Research
Laboratory Report·CHEM 2081 — Organic Chemistry II·April 2026

Identification of Unknown Sample A via Spectral Analysis

Author

Ty Barnes

TA

Chase Ledbetter

Techniques

FTIR · ¹H NMR · GC-MS

Identified Compound

2-Bromobutane

Introduction

This experiment required the identification of an unknown organic compound (Sample A) using three complementary spectral datasets: infrared spectrometry (FTIR), proton nuclear magnetic resonance (¹H NMR), and gas chromatography–mass spectrometry (GC-MS). Each technique provides distinct and orthogonal structural information; convergence across all three confirms compound identity.

Accurate interpretation of analytical instrumentation is a practical and essential skill in chemical and pharmaceutical research. This experiment demonstrates the systematic application of all three methods to unambiguously identify an unknown sample.

Spectral Analysis

FTIRFourier Transform Infrared Spectrometry

Identifies functional groups present in a compound.

Findings

Absorption exclusively in the 2800–3000 cm⁻¹ range, characteristic of Csp³–H bonds. The absence of other notable absorptions in the diagnostic region (>1500 cm⁻¹) rules out hydroxyl, carbonyl, and aromatic groups. This range was expected due to the low s-character of sp³ C–H bonds, which correlates with weaker, lower-frequency stretching vibrations.

Conclusion

Compound contains only sp³ carbon-hydrogen bonds — consistent with a saturated alkyl halide.

¹H NMRProton Nuclear Magnetic Resonance

Maps the number, environment, and connectivity of hydrogen atoms.

Findings

Four distinct signal clusters identified via color-coding. Signal at 4.1 ppm (quintet, 1H) indicates a significantly deshielded proton adjacent to an electronegative substituent with four neighboring hydrogens. Signals at 1.85 ppm (2H), 1.7 ppm (3H), and 1.0 ppm (3H) complete the pattern of a four-carbon chain with a halogen on the second carbon.

Conclusion

Hydrogen environment pattern matches CH₃–CHX–CH₂–CH₃, placing the electron-withdrawing group on carbon 2.

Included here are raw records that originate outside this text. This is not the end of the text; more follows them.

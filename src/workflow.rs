//! Access code provisioning: form edits, single and bulk generation, and the
//! download/print pipeline.
//!
//! Every entry point first checks the activation flag given at construction.
//! Failures end the current operation with a [`Notice`]; they never leave a
//! partially replaced code sequence behind.

use anyhow::{Context, Result, bail};
use chrono::{Local, NaiveDateTime, TimeZone, Utc};
use std::path::PathBuf;

use crate::{
    codegen,
    config::Config,
    form::{CodeRecord, DEFAULT_BOTTLE_SIZE, FormField, FormState, SelectedFile},
    notice::Notice,
    odoo::{AccessCodeBackend, AccessCodeVals, ImportReply, IssuedCode, TemplatePayload},
    output::{self, OutputSurface},
};

/// File name of the exported booking template.
pub const TEMPLATE_FILE_NAME: &str = "booking_example.xlsx";

/// Switches read from the config when the workflow is built.
#[derive(Debug, Clone, PartialEq)]
pub struct WorkflowOptions {
    /// Custom POS mode; everything is a no-op when false.
    pub active: bool,
    /// Attach a locally generated code to single-generate requests.
    pub propose_codes: bool,
    /// Prefix of downloaded report names.
    pub file_prefix: String,
}

impl WorkflowOptions {
    pub fn from_config(cfg: &Config) -> Self {
        Self {
            active: cfg.workflow.custom_mode,
            propose_codes: cfg.workflow.propose_codes,
            file_prefix: cfg.output.file_prefix.clone(),
        }
    }
}

/// The provisioning workflow and the form state it owns.
pub struct Workflow<B, S> {
    opts: WorkflowOptions,
    form: FormState,
    backend: B,
    surface: S,
    notices: Vec<Notice>,
}

impl<B: AccessCodeBackend, S: OutputSurface> Workflow<B, S> {
    pub fn new(opts: WorkflowOptions, backend: B, surface: S) -> Self {
        Self {
            opts,
            form: FormState::default(),
            backend,
            surface,
            notices: Vec::new(),
        }
    }

    /// Carry over the form of a previous workflow instance.
    pub fn with_form(mut self, form: FormState) -> Self {
        self.form = form;
        self
    }

    pub fn form(&self) -> &FormState {
        &self.form
    }

    pub fn is_active(&self) -> bool {
        self.opts.active
    }

    /// Drain notices raised since the last call.
    pub fn take_notices(&mut self) -> Vec<Notice> {
        std::mem::take(&mut self.notices)
    }

    fn notify(&mut self, notice: Notice) {
        self.notices.push(notice);
    }

    /// Apply operator input to one form field.
    pub fn edit(&mut self, field: FormField, value: &str) {
        if !self.opts.active {
            return;
        }
        self.form.apply(field, value);
    }

    /// Pick the spreadsheet for the next bulk import.
    pub fn select_file(&mut self, path: PathBuf) {
        if !self.opts.active {
            return;
        }
        if !path.is_file() {
            self.notify(Notice::warning(format!("File not found: {}", path.display())));
            return;
        }
        let file = SelectedFile::from_path(path);
        tracing::info!("file selected: {}", file.path.display());
        self.notify(Notice::success(format!("File selected: {}", file.name)));
        self.form.select_file(file);
    }

    pub fn clear_file(&mut self) {
        if !self.opts.active {
            return;
        }
        if self.form.selected_file.is_some() {
            self.form.clear_file();
            self.notify(Notice::info("File selection cleared"));
        }
    }

    /// Mint one code remotely and fill the preview with copies of it.
    pub async fn generate_single(&mut self) {
        if !self.opts.active {
            return;
        }
        if self.form.bottle_size.is_empty() {
            self.notify(Notice::warning("Please select bottle size"));
            return;
        }

        match self.mint_code().await {
            Ok(issued) => {
                let copies = self.form.number_of_copies.max(1) as usize;
                let records = (1..=copies)
                    .map(|i| CodeRecord::new(i, issued.name.clone()))
                    .collect();
                self.form.expiry_date = issued.expiry_date.as_deref().map(format_expiry);
                self.form.replace_codes(records);
                tracing::info!("generated {} x {}", copies, issued.name);
                self.notify(Notice::success("Access code generated successfully!"));
            }
            Err(e) => {
                tracing::error!("generate failed: {e:#}");
                self.notify(Notice::danger("Error generating access code"));
            }
        }
    }

    /// Create then read back one record; the read is the authoritative code.
    async fn mint_code(&self) -> Result<IssuedCode> {
        let vals = AccessCodeVals {
            name: self.opts.propose_codes.then(codegen::generate_code),
            booking_code: self.form.booking_code.clone(),
            booking_from: self.form.booking_from.clone(),
            booking_price: self.form.price_value(),
            bottle_size: self.form.bottle_size.clone(),
            validity_value: self.form.active_days,
            validity_unit: self.form.active_period,
        };
        let id = self.backend.create_code(&vals).await?;
        self.backend.read_code(id).await
    }

    /// Replace the preview with the codes parsed from the selected file.
    pub async fn bulk_import(&mut self) {
        if !self.opts.active {
            return;
        }
        let Some(file) = self.form.selected_file.clone() else {
            self.notify(Notice::warning("Please select an Excel file first"));
            return;
        };

        match self.upload(&file).await {
            Ok(reply) if reply.success => self.apply_import(reply),
            Ok(reply) => {
                let msg = reply
                    .error
                    .filter(|e| !e.is_empty())
                    .unwrap_or_else(|| "Import failed".into());
                tracing::warn!("import rejected: {msg}");
                self.notify(Notice::danger(msg));
            }
            Err(e) => {
                tracing::error!("import failed: {e:#}");
                self.notify(Notice::danger("Import failed"));
            }
        }
    }

    async fn upload(&self, file: &SelectedFile) -> Result<ImportReply> {
        let bytes = tokio::fs::read(&file.path)
            .await
            .with_context(|| format!("failed to read {}", file.path.display()))?;
        self.backend.import_sheet(&file.name, bytes).await
    }

    fn apply_import(&mut self, reply: ImportReply) {
        let ImportReply {
            codes, total, rows, ..
        } = reply;
        let records: Vec<CodeRecord> = codes
            .into_iter()
            .enumerate()
            .map(|(i, code)| {
                let mut record = CodeRecord::new(i + 1, code);
                record.overrides = rows.get(i).cloned();
                record
            })
            .collect();
        if let Some(total) = total
            && total != records.len()
        {
            tracing::warn!("import reported total={total} for {} codes", records.len());
        }
        self.form.expiry_date = None;
        self.form.replace_codes(records);
        let n = self.form.total_pages();
        tracing::info!("imported {n} codes");
        self.notify(Notice::success(format!("Imported {n} codes")));
    }

    /// Post the form to the template endpoint and save the spreadsheet.
    pub async fn export_template(&mut self) {
        if !self.opts.active {
            return;
        }
        match self.fetch_template().await {
            Ok(path) => self.notify(Notice::success(format!(
                "Template saved to {}",
                path.display()
            ))),
            Err(e) => {
                tracing::error!("template export failed: {e:#}");
                self.notify(Notice::danger("Failed to download template"));
            }
        }
    }

    async fn fetch_template(&self) -> Result<PathBuf> {
        let bytes = self.backend.export_template(&self.template_payload()).await?;
        self.surface.save_download(TEMPLATE_FILE_NAME, &bytes).await
    }

    fn template_payload(&self) -> TemplatePayload {
        let form = &self.form;
        let bottle_size = if form.bottle_size.is_empty() {
            DEFAULT_BOTTLE_SIZE.to_string()
        } else {
            form.bottle_size.clone()
        };
        TemplatePayload {
            booking_code: form.booking_code.clone(),
            booking_from: form.booking_from.clone(),
            booking_price: form.booking_price.clone(),
            bottle_size,
            validity_value: form.active_days,
            validity_unit: form.active_period,
            access_code: form.generated_code().unwrap_or_default().to_string(),
        }
    }

    /// Persist the previewed codes and download the rendered report.
    pub async fn download_pdf(&mut self) {
        if !self.opts.active {
            return;
        }
        if self.form.access_codes().is_empty() {
            self.notify(Notice::warning("No codes to download"));
            return;
        }

        match self.persist_for_report().await {
            Ok(url) => {
                let file_name =
                    output::report_file_name(&self.opts.file_prefix, Utc::now().date_naive());
                tracing::info!("download dispatched: {file_name}");
                self.surface.dispatch_download(url, file_name);
                self.notify(Notice::success("PDF generated successfully!"));
            }
            Err(e) => {
                tracing::error!("report persist failed: {e:#}");
                self.notify(Notice::danger("Error generating PDF"));
            }
        }
    }

    /// Persist the previewed codes and print the rendered report.
    pub async fn print_pdf(&mut self) {
        if !self.opts.active {
            return;
        }
        if self.form.access_codes().is_empty() {
            self.notify(Notice::warning("Please generate access code first"));
            return;
        }

        match self.persist_for_report().await {
            Ok(url) => {
                tracing::info!("print frame dispatched");
                self.surface.attach_print_frame(url);
                self.notify(Notice::success("Print dialog opened!"));
            }
            Err(e) => {
                tracing::error!("report persist failed: {e:#}");
                self.notify(Notice::danger("Error opening print preview"));
            }
        }
    }

    /// Bulk-create one record per previewed code in a single call.
    async fn persist_for_report(&self) -> Result<String> {
        let vals: Vec<AccessCodeVals> = self
            .form
            .access_codes()
            .iter()
            .map(|record| {
                let b = self.form.resolve(record);
                AccessCodeVals {
                    name: Some(record.code.clone()),
                    booking_code: b.booking_code,
                    booking_from: b.booking_from,
                    booking_price: b.booking_price,
                    bottle_size: b.bottle_size,
                    validity_value: b.validity_value,
                    validity_unit: b.validity_unit,
                }
            })
            .collect();
        let ids = self.backend.create_codes(&vals).await?;
        if ids.is_empty() {
            bail!("bulk create returned no ids");
        }
        Ok(self.backend.report_url(&ids))
    }
}

/// Show a server UTC datetime in local time; unknown formats pass through.
pub fn format_expiry(raw: &str) -> String {
    match NaiveDateTime::parse_from_str(raw, "%Y-%m-%d %H:%M:%S") {
        Ok(naive) => Utc
            .from_utc_datetime(&naive)
            .with_timezone(&Local)
            .format("%Y-%m-%d %H:%M")
            .to_string(),
        Err(_) => raw.to_string(),
    }
}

GC-MSGas Chromatography–Mass Spectrometry

Determines elemental composition and confirms structural stability via fragmentation patterns.

Findings

Molecular ion [M]⁺ and [M+2]⁺ peaks exhibit a ~1:1 ratio, confirming the presence of a bromine atom (a 1:3 ratio would indicate chlorine). Base peak at 56 m/z corresponds to the C₄H₉⁺ fragment — the stable carbocation formed after loss of bromine as a leaving group. This fragmentation pattern is consistent with bromine on a secondary carbon.

Conclusion

Elemental composition and fragmentation confirm the compound is a bromine-containing alkane: 2-bromobutane (MW ~137 g/mol).

Conclusion

Identified Compound

2-Bromobutane

Molecular Formula

C₄H₉Br

Molecular Weight

~137 g/mol

Key Identifier

1:1 [M]⁺/[M+2]⁺ ratio (Br confirmed)

NMR Signal at 4.1 ppm

–CHBr– (deshielded, 1H, quintet)

IR Absorption

2800–3000 cm⁻¹ (Csp³–H only)

The convergence of all three analytical methods unambiguously identifies Sample A as 2-bromobutane. The IR confirmed exclusively Csp³–H bonds; NMR mapped four distinct hydrogen environments consistent with a four-carbon chain bearing an electronegative substituent on carbon 2; GC-MS confirmed the presence of bromine via the 1:1 isotope ratio and the stable C₄H₉⁺ base peak formed upon loss of bromine. These analytical techniques are indispensable in chemical and pharmaceutical discovery research.

References

  1. Department of Chemistry, Auburn University. (2025). NMR Instrumentation. In Organic Chemistry II Lab Manual (2025 ed., pp. 85–107). Hayden-McNeil.
  2. Gordon, C. Chapter 14: IR and Mass Spec. CHEM 2080: Organic Chemistry II, Auburn University, Auburn, AL, January 2026.
  3. Gordon, C. Chapter 15: NMR. CHEM 2080: Organic Chemistry II, Auburn University, Auburn, AL, February 2026.